Людмила огорошенно кивнула.
– Вот и занимайся своим спортом.
– Ну вот, — надула та губы, — никогда ты критику не переносил, даже возле умирающей подруги не можешь быть терпимым.
– Ладно, — примирительно сказал Дюрыгин, губами наклоняясь к Людмилиной щеке. — Мы еще поглядим, какая ты умирающая подруга.
И неожиданно шальным движение шмыгнул правой рукой под Людмилин халатик, провел ладонью по всегда вожделенному гладенькому животику любовницы и пошел вверх, остановился на не стесненной лифчиком груди.
– Нахал! — с деланным возмущением воскликнула Людмила.
– Я не махал, а дирижировал, — улыбнулся Дюрыгин, нехотя убирая руку. — Поправляйся, я тебя сам из больницы заберу, — сказал он, уже поднимаясь с больничного табурета, — а как до дому тебя довезу, с тобой зверски расправлюсь, потому как секс — это лучшее лекарство.
– Ну тебя, пошляк, — кокетливо махнула рукой Людмила, — иди уже, тебя твое телевидение уже заждалось.
* * *
А и вправду заждалось!
Теперь надо было проехаться по гипотетическим спонсорам.
Кто у нас из молодежной одежды? «Бенеттон»? «ТоТоТо»? «Джуманджа?»
Фотосессию Дюрыгин сделал бесплатную.
Прямо в студии в Останкино с их штатным фотографом из дирекции производства кинопрограмм.
Со сделанным наспех, но вполне профессионально слепленным портфолио этой Агаши можно теперь проехаться и по агентствам.
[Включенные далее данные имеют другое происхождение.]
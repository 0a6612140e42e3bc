// author: kodeholic (powered by Claude)
// HTTP 요청/응답 DTO - 매칭 API / Admin 공용

use serde::{Deserialize, Serialize};
use std::collections::BTreeMap;

use crate::core::{BucketInfo, StatusEntry};

// ----------------------------------------------------------------------------
// [매칭 API]
// ----------------------------------------------------------------------------

/// POST /match/request 본문
#[derive(Deserialize, Debug)]
pub struct MatchRequestBody {
    pub difficulty: String,
    #[serde(default)]
    pub topics:     Vec<String>,
}

/// POST /match/request 응답
#[derive(Serialize, Debug)]
#[serde(rename_all = "camelCase")]
pub struct MatchQueued {
    pub status:      &'static str,
    pub session_key: i64,
}

// ----------------------------------------------------------------------------
// [Admin]
// ----------------------------------------------------------------------------

/// GET /admin/status
#[derive(Serialize)]
pub struct ServerStatus {
    pub uptime_secs:     u64,
    pub user_count:      usize,
    pub by_status:       BTreeMap<String, usize>,
    pub entry_queue_len: usize,
    pub fcfs_len:        usize,
    pub session_count:   usize,
    pub active_sessions: usize,
    pub ws_connections:  usize,
    pub sweeper_running: bool,
}

/// GET /admin/users 아이템
#[derive(Serialize)]
pub struct AdminUserSummary {
    pub user_id:        String,
    pub status:         String,
    pub difficulty:     String,
    pub topics:         Vec<String>,
    pub session_key:    i64,
    pub idle_secs:      u64,          // 마지막 heartbeat 이후 경과 초
    pub lease_secs:     Option<u64>,  // 남은 lease (없으면 None)
    pub queue_position: Option<usize>,
}

/// GET /admin/users/{user_id}
#[derive(Serialize)]
pub struct AdminUserDetail {
    pub entry:          StatusEntry,
    pub idle_secs:      u64,
    pub lease_secs:     Option<u64>,
    pub queue_position: Option<usize>,
    pub connected:      bool,          // 게이트웨이 WS 접속 여부
    pub session_id:     Option<String>,
}

/// GET /admin/pool
#[derive(Serialize)]
pub struct AdminPool {
    pub buckets: Vec<BucketInfo>,
    pub fcfs:    Vec<AdminFcfsEntry>,
}

#[derive(Serialize)]
pub struct AdminFcfsEntry {
    pub position:    usize,
    pub user_id:     String,
    pub session_key: i64,
}

/// GET /admin/sessions 아이템
#[derive(Serialize)]
pub struct AdminSessionSummary {
    pub id:                 String,
    pub matching_id:        String,
    pub question_id:        String,
    pub difficulty:         String,
    pub topic:              String,
    pub participants:       Vec<String>,  // "alice:ready"
    pub all_ready:          bool,
    pub created_at:         u64,
    pub termination_reason: Option<String>,
}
Все-таки его, Дюрыгина, имя открывает кой-какие двери в Москве.
Почти что ногой и почти без стука открывает.
А на сессии Агаша держалась неплохо.
Для первого раза совсем неплохо
Фотограф Леня Славин ее даже похвалил.
Правда, попросил-таки Дюрыгина выйти из студии, чтобы девочку не смущать, чтобы дать ей раскрепоститься.
А когда на огромном мониторе компьютера показал Дюрыгину результат — Дюрыгин просто ахнул.
Ничего себе дает Ленька! Агаша, словно профессиональная модель, лукаво прикусывая губку, демонстрировала то полуобнаженную грудку, то выставленные из-под сарафана ножки, то изящную шейку, отводила рукою массу пышных каштановых волос.
– Как ты их всех в один миг раскрепощаешь? — восхищенно удивился Дюрыгин.
– Работа такая, — хмыкнул фотограф.
– Они, наверное, либо видят в тебе супермена, или, наоборот, совершенно не чувствуют в тебе мужчину, — сказал Дюрыгин, любуясь Агашиными фотографиями.